I kept searching, and remembered tabler.io, an MIT-licensed dashboard. One thing I really like about Tabler is how it handles tables, especially complex workflows involving data and how it appears on mobile. In particular, there's a dev preview that has a lot of the features I desperately missed from the original preview. I decided to donate $5 / mo. to @codecalm via GitHub Sponsors.
Then I remembered that at my last company, the full-stack engineers used this thing called Ant Design. I checked it out and woah. Much pretty, such wow. It has more stars on GitHub than Material UI, and has better fit and finish than Material UI (the UI framework I used for Traveltile). Better yet, it natively supports data visualizations, and also supports a dashboard view with clear Unicode support (Mandarin characters throughout). It's all MIT licensed. So I'm going to use that, instead. Seriously, I don't think I'm going to switch again, or I'll just have analysis paralysis.
Names are hard. I was trying to create the “optimal” “Sign Up” screen, when I remembered a blog post by @patio11 on falsehoods programmers believe about names. I want to avoid this because I know of its existence already, so took a look at what Stripe does for its signup screen. It just has “Full Name”. I'm guessing it's because a straight-up Unicode bytestring is the only commonality between names all over. I think it's fine if the user's name is only for display purposes. There are better ways to uniquely identify users within a database anyways.
Time is hard. From @patio11's blog post, I also remembered another blog post about falsehoods people believe about time. I'll have to keep in mind that all time in the database should be normalized to UTC+0, and offsets recorded on some granular (maybe per-second if overflow isn't an issue) basis.
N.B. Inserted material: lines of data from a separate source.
//! # Payments Hex
//!
//! Application layer and HTTP adapter for the payment orchestration service.
//!
//! ## Architecture
//!
//! - `registry` - Provider and repository lookup tables, filled once at startup
//! - `service` - Orchestration of provider calls and local persistence
//! - `inbound/` - HTTP adapter (Axum server)
//!
//! The service never names a concrete provider or database. It resolves
//! `Arc<dyn PaymentProcessor>` and `Arc<dyn Repository<R>>` from the
//! registries per call.

pub mod inbound;
pub mod openapi;
pub mod registry;
pub mod service;


pub use registry::{ProviderRegistry, RepositoryRegistry};
pub use service::{OrphanIntentPolicy, PaymentService, Timeouts};
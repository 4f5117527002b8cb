//! Database row structs shared by both backends.
//!
//! Field types are chosen so the same struct decodes from PostgreSQL
//! (`UUID`, `TIMESTAMPTZ`, `JSONB`) and SQLite (`BLOB`, `TEXT`, `TEXT`).

use chrono::{DateTime, Utc};
use sqlx::FromRow;
use sqlx::types::Json;
use std::collections::BTreeMap;
use uuid::Uuid;

use payments_types::{
    PaymentMethod, PaymentMethodStatus, ProviderId, RepoError, Transaction, TransactionId,
};

use crate::columns::{Column, PaymentMethodColumn, SqlValue, TransactionColumn};

// ─────────────────────────────────────────────────────────────────────────────
// Error mapping
// ─────────────────────────────────────────────────────────────────────────────

/// Maps a driver error, keeping pool exhaustion and uniqueness conflicts
/// distinguishable from other failures.
pub(crate) fn db_error(err: sqlx::Error) -> RepoError {
    match err {
        sqlx::Error::PoolTimedOut | sqlx::Error::PoolClosed => {
            RepoError::Unavailable(err.to_string())
        }
        sqlx::Error::Database(ref db) if db.is_unique_violation() => {
            RepoError::Conflict(db.message().to_string())
        }
        other => RepoError::Database(other.to_string()),
    }
}

pub(crate) fn tx_error(err: sqlx::Error) -> RepoError {
    match err {
        sqlx::Error::PoolTimedOut | sqlx::Error::PoolClosed => {
            RepoError::Unavailable(err.to_string())
        }
        other => RepoError::Transaction(other.to_string()),
    }
}

// ─────────────────────────────────────────────────────────────────────────────
// transactions
// ─────────────────────────────────────────────────────────────────────────────

/// Transaction row from database.
#[derive(FromRow)]
pub struct DbTransaction {
    pub id: Uuid,
    pub internal_reference: Option<String>,
    pub amount: i64,
    pub currency: String,
    pub payment_intent_id: String,
    pub tx_status: String,
    pub customer_id: String,
    pub payment_method_id: Option<String>,
    pub payment_method_type: Option<String>,
    pub payment_method_status: Option<String>,
    pub save_payment_method: Option<bool>,
    pub created_at: DateTime<Utc>,
    pub updated_at: DateTime<Utc>,
    pub metadata: Json<BTreeMap<String, String>>,
}

impl DbTransaction {
    /// Convert database row to domain Transaction.
    pub fn into_domain(self) -> Result<Transaction, RepoError> {
        Ok(Transaction {
            id: TransactionId::from_uuid(self.id),
            internal_reference: self.internal_reference,
            amount: self.amount,
            currency: self.currency.parse()?,
            payment_intent_id: self.payment_intent_id,
            status: self.tx_status.parse()?,
            customer_id: self.customer_id,
            payment_method_id: self.payment_method_id,
            payment_method_type: self.payment_method_type,
            payment_method_status: self
                .payment_method_status
                .map(|s| s.parse::<PaymentMethodStatus>())
                .transpose()?,
            save_payment_method: self.save_payment_method,
            created_at: self.created_at,
            updated_at: self.updated_at,
            metadata: self.metadata.0,
        })
    }
}

/// Columns and values for an insert. Unset optional fields are omitted
/// so the column default applies.
pub(crate) fn transaction_fields(tx: &Transaction) -> Vec<(TransactionColumn, SqlValue)> {
    use TransactionColumn as C;

    let mut fields = vec![
        (C::Id, SqlValue::Uuid(tx.id.into_uuid())),
        (C::Amount, SqlValue::Int(tx.amount)),
        (C::Currency, SqlValue::Text(tx.currency.to_string())),
        (C::PaymentIntentId, SqlValue::Text(tx.payment_intent_id.clone())),
        (C::TxStatus, SqlValue::Text(tx.status.as_str().to_string())),
        (C::CustomerId, SqlValue::Text(tx.customer_id.clone())),
        (C::CreatedAt, SqlValue::Timestamp(tx.created_at)),
        (C::UpdatedAt, SqlValue::Timestamp(tx.updated_at)),
    ];

    let optional_text = [
        (C::InternalReference, &tx.internal_reference),
        (C::PaymentMethodId, &tx.payment_method_id),
        (C::PaymentMethodType, &tx.payment_method_type),
    ];
    for (column, value) in optional_text {
        if let Some(v) = value.as_ref().filter(|v| !v.is_empty()) {
            fields.push((column, SqlValue::Text(v.clone())));
        }
    }
    if let Some(status) = tx.payment_method_status {
        fields.push((C::PaymentMethodStatus, SqlValue::Text(status.to_string())));
    }
    if let Some(save) = tx.save_payment_method {
        fields.push((C::SavePaymentMethod, SqlValue::Bool(save)));
    }
    if !tx.metadata.is_empty() {
        fields.push((C::Metadata, SqlValue::Json(Json(tx.metadata.clone()))));
    }

    fields
}

// ─────────────────────────────────────────────────────────────────────────────
// payment_methods
// ─────────────────────────────────────────────────────────────────────────────

/// Payment method row from database.
#[derive(FromRow)]
pub struct DbPaymentMethod {
    pub customer_id: String,
    pub payment_method_id: String,
    pub pm_provider: String,
    pub method_type: Option<String>,
    pub pm_status: String,
    pub created_at: DateTime<Utc>,
    pub updated_at: DateTime<Utc>,
}

impl DbPaymentMethod {
    pub fn into_domain(self) -> Result<PaymentMethod, RepoError> {
        Ok(PaymentMethod {
            customer_id: self.customer_id,
            payment_method_id: self.payment_method_id,
            provider: ProviderId::new(&self.pm_provider),
            method_type: self.method_type,
            status: self.pm_status.parse()?,
            created_at: self.created_at,
            updated_at: self.updated_at,
        })
    }
}

pub(crate) fn payment_method_fields(pm: &PaymentMethod) -> Vec<(PaymentMethodColumn, SqlValue)> {
    use PaymentMethodColumn as C;

    let mut fields = vec![
        (C::CustomerId, SqlValue::Text(pm.customer_id.clone())),
        (C::PaymentMethodId, SqlValue::Text(pm.payment_method_id.clone())),
        (C::Provider, SqlValue::Text(pm.provider.to_string())),
        (C::Status, SqlValue::Text(pm.status.to_string())),
        (C::CreatedAt, SqlValue::Timestamp(pm.created_at)),
        (C::UpdatedAt, SqlValue::Timestamp(pm.updated_at)),
    ];
    if let Some(kind) = pm.method_type.as_ref().filter(|k| !k.is_empty()) {
        fields.push((C::MethodType, SqlValue::Text(kind.clone())));
    }
    fields
}

/// Statement suffix that turns an insert into an idempotent one.
pub(crate) trait ConflictTarget: Column {
    const CONFLICT_TARGET: &'static str;
}

impl ConflictTarget for TransactionColumn {
    const CONFLICT_TARGET: &'static str = "payment_intent_id";
}

impl ConflictTarget for PaymentMethodColumn {
    const CONFLICT_TARGET: &'static str = "customer_id, payment_method_id";
}

#[cfg(test)]
mod tests {
    use super::*;
    use payments_types::TxStatus;

    #[test]
    fn test_unset_optionals_are_omitted() {
        let tx = Transaction::new(
            "pi_1",
            1000,
            "usd".parse().unwrap(),
            "cust_1",
            TxStatus::Pending,
        );
        let columns: Vec<_> = transaction_fields(&tx).into_iter().map(|(c, _)| c).collect();

        assert!(!columns.contains(&TransactionColumn::InternalReference));
        assert!(!columns.contains(&TransactionColumn::SavePaymentMethod));
        assert!(!columns.contains(&TransactionColumn::Metadata));
        assert!(columns.contains(&TransactionColumn::TxStatus));
    }

    #[test]
    fn test_set_optionals_are_included() {
        let tx = Transaction::new(
            "pi_1",
            1000,
            "usd".parse().unwrap(),
            "cust_1",
            TxStatus::Succeeded,
        )
        .with_reference(Some("order-9".into()))
        .remember_method(false)
        .with_metadata(BTreeMap::from([("k".to_string(), "v".to_string())]));
        let columns: Vec<_> = transaction_fields(&tx).into_iter().map(|(c, _)| c).collect();

        assert!(columns.contains(&TransactionColumn::InternalReference));
        assert!(columns.contains(&TransactionColumn::SavePaymentMethod));
        assert!(columns.contains(&TransactionColumn::Metadata));
    }
}
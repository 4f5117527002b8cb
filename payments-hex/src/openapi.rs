//! OpenAPI specification and documentation.

#![allow(dead_code)] // Path functions are only used by utoipa for documentation generation

use payments_types::{
    CurrencyCode, PaymentEvent, PaymentInfoRequest, PaymentIntentRequest, PaymentIntentResponse,
    PaymentMethodResponse, PaymentMethodStatus, ProviderId, Transaction, TransactionId, TxStatus,
};
use serde::Serialize;
use utoipa::{OpenApi, ToSchema};

/// Error body returned for every rejected request.
#[derive(Serialize, ToSchema)]
pub struct ErrorBody {
    #[schema(example = "Not configured: payment provider 'paypal'")]
    pub error: String,
    #[schema(example = 400)]
    pub code: u16,
}

// Dummy functions to generate path documentation
// These are not the actual handlers, just for OpenAPI path generation

/// Health check endpoint
#[utoipa::path(
    get,
    path = "/payments/health",
    tag = "health",
    responses(
        (status = 200, description = "Service is up", body = inline(serde_json::Value), example = json!({"status": "OK"}))
    )
)]
async fn health() {}

/// Create a payment intent and record it as pending
#[utoipa::path(
    post,
    path = "/payments/{provider}/intent",
    tag = "payments",
    params(("provider" = ProviderId, Path, description = "Registered provider id")),
    request_body = PaymentIntentRequest,
    responses(
        (status = 200, description = "Intent created", body = PaymentIntentResponse),
        (status = 400, description = "Rejected", body = ErrorBody)
    )
)]
async fn create_intent() {}

/// Fetch the provider-side state of an intent
#[utoipa::path(
    get,
    path = "/payments/{provider}/intent",
    tag = "payments",
    params(
        ("provider" = ProviderId, Path, description = "Registered provider id"),
        ("id" = Option<String>, Query, description = "Intent id; may be sent as a JSON body instead")
    ),
    responses(
        (status = 200, description = "Intent state", body = PaymentIntentResponse),
        (status = 400, description = "Rejected", body = ErrorBody)
    )
)]
async fn get_intent() {}

/// Apply the provider-side state of an intent to its local transaction
#[utoipa::path(
    post,
    path = "/payments/{provider}/intent/sync",
    tag = "payments",
    params(("provider" = ProviderId, Path, description = "Registered provider id")),
    request_body = PaymentInfoRequest,
    responses(
        (status = 200, description = "Intent state after sync", body = PaymentIntentResponse),
        (status = 400, description = "Rejected or no local transaction", body = ErrorBody)
    )
)]
async fn sync_intent() {}

/// Charge a payment method directly
#[utoipa::path(
    post,
    path = "/payments/{provider}/charge",
    tag = "payments",
    params(("provider" = ProviderId, Path, description = "Registered provider id")),
    request_body = PaymentIntentRequest,
    responses(
        (status = 200, description = "Charge succeeded", body = PaymentIntentResponse),
        (status = 400, description = "Rejected", body = ErrorBody)
    )
)]
async fn charge() {}

/// Stored payment methods of a customer
#[utoipa::path(
    get,
    path = "/payments/methods/{id}",
    tag = "payments",
    params(("id" = String, Path, description = "Customer id")),
    responses(
        (status = 200, description = "Payment methods, possibly none", body = Vec<PaymentMethodResponse>),
        (status = 400, description = "Rejected", body = ErrorBody)
    )
)]
async fn payment_methods() {}

/// Receive a signed provider notification
#[utoipa::path(
    post,
    path = "/webhooks/{provider}",
    tag = "webhooks",
    params(("provider" = ProviderId, Path, description = "Registered provider id")),
    request_body(content = String, description = "Raw provider payload, verified against the signature header"),
    responses(
        (status = 200, description = "Verified and applied", body = PaymentEvent),
        (status = 400, description = "Invalid signature, malformed payload or unknown intent", body = ErrorBody)
    )
)]
async fn webhook() {}

/// Transactions still pending
#[utoipa::path(
    get,
    path = "/transactions/pending",
    tag = "transactions",
    params(("since" = Option<String>, Query, description = "RFC 3339 lower bound on creation time; default 24h ago")),
    responses(
        (status = 200, description = "Pending transactions, newest first", body = Vec<Transaction>),
        (status = 400, description = "Rejected", body = ErrorBody)
    )
)]
async fn pending_transactions() {}

/// OpenAPI documentation for the Payments API.
#[derive(OpenApi)]
#[openapi(
    info(
        title = "Payment Orchestration API",
        version = "1.0.0",
        description = "Provider-agnostic payment intents, direct charges and webhook reconciliation.\n\nEvery failure is returned as `400` with a JSON body `{\"error\": ..., \"code\": 400}`.",
        license(name = "MIT"),
    ),
    paths(
        health,
        create_intent,
        get_intent,
        sync_intent,
        charge,
        payment_methods,
        webhook,
        pending_transactions,
    ),
    components(
        schemas(
            PaymentIntentRequest,
            PaymentIntentResponse,
            PaymentInfoRequest,
            PaymentMethodResponse,
            PaymentMethodStatus,
            PaymentEvent,
            Transaction,
            TransactionId,
            TxStatus,
            CurrencyCode,
            ProviderId,
            ErrorBody,
        )
    ),
    tags(
        (name = "health", description = "Health check endpoints"),
        (name = "payments", description = "Intents, charges and stored payment methods"),
        (name = "webhooks", description = "Provider notifications"),
        (name = "transactions", description = "Local transaction queries"),
    )
)]
pub struct ApiDoc;

#[cfg(test)]
mod tests {
    use super::*;

    #[test]
    fn test_document_lists_every_route() {
        let doc = ApiDoc::openapi();
        for path in [
            "/payments/health",
            "/payments/{provider}/intent",
            "/payments/{provider}/intent/sync",
            "/payments/{provider}/charge",
            "/payments/methods/{id}",
            "/webhooks/{provider}",
            "/transactions/pending",
        ] {
            assert!(doc.paths.paths.contains_key(path), "missing {}", path);
        }
    }
}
Keep SaaS best practices in mind. Mostly 12-factor app, maybe other stuff. I think this fits in with a lot of best practices I keep in mind and execute on already.
I think this wasted time should be tamped down with the discovery of Ant Design Landing. I should be able to put together some components later that fits in well with the theming of the UI components.
(For Bytes by Ying and TinyDevCRM subscribers, despite what I had mentioned in my newsletters, I decided not to push notifications via MailChimp. Most of these updates are pretty boring, and I don't want to bore people with this or that. I've decided to just post these on Hacker News instead and inform people of release notes after the product has launched and is usable.)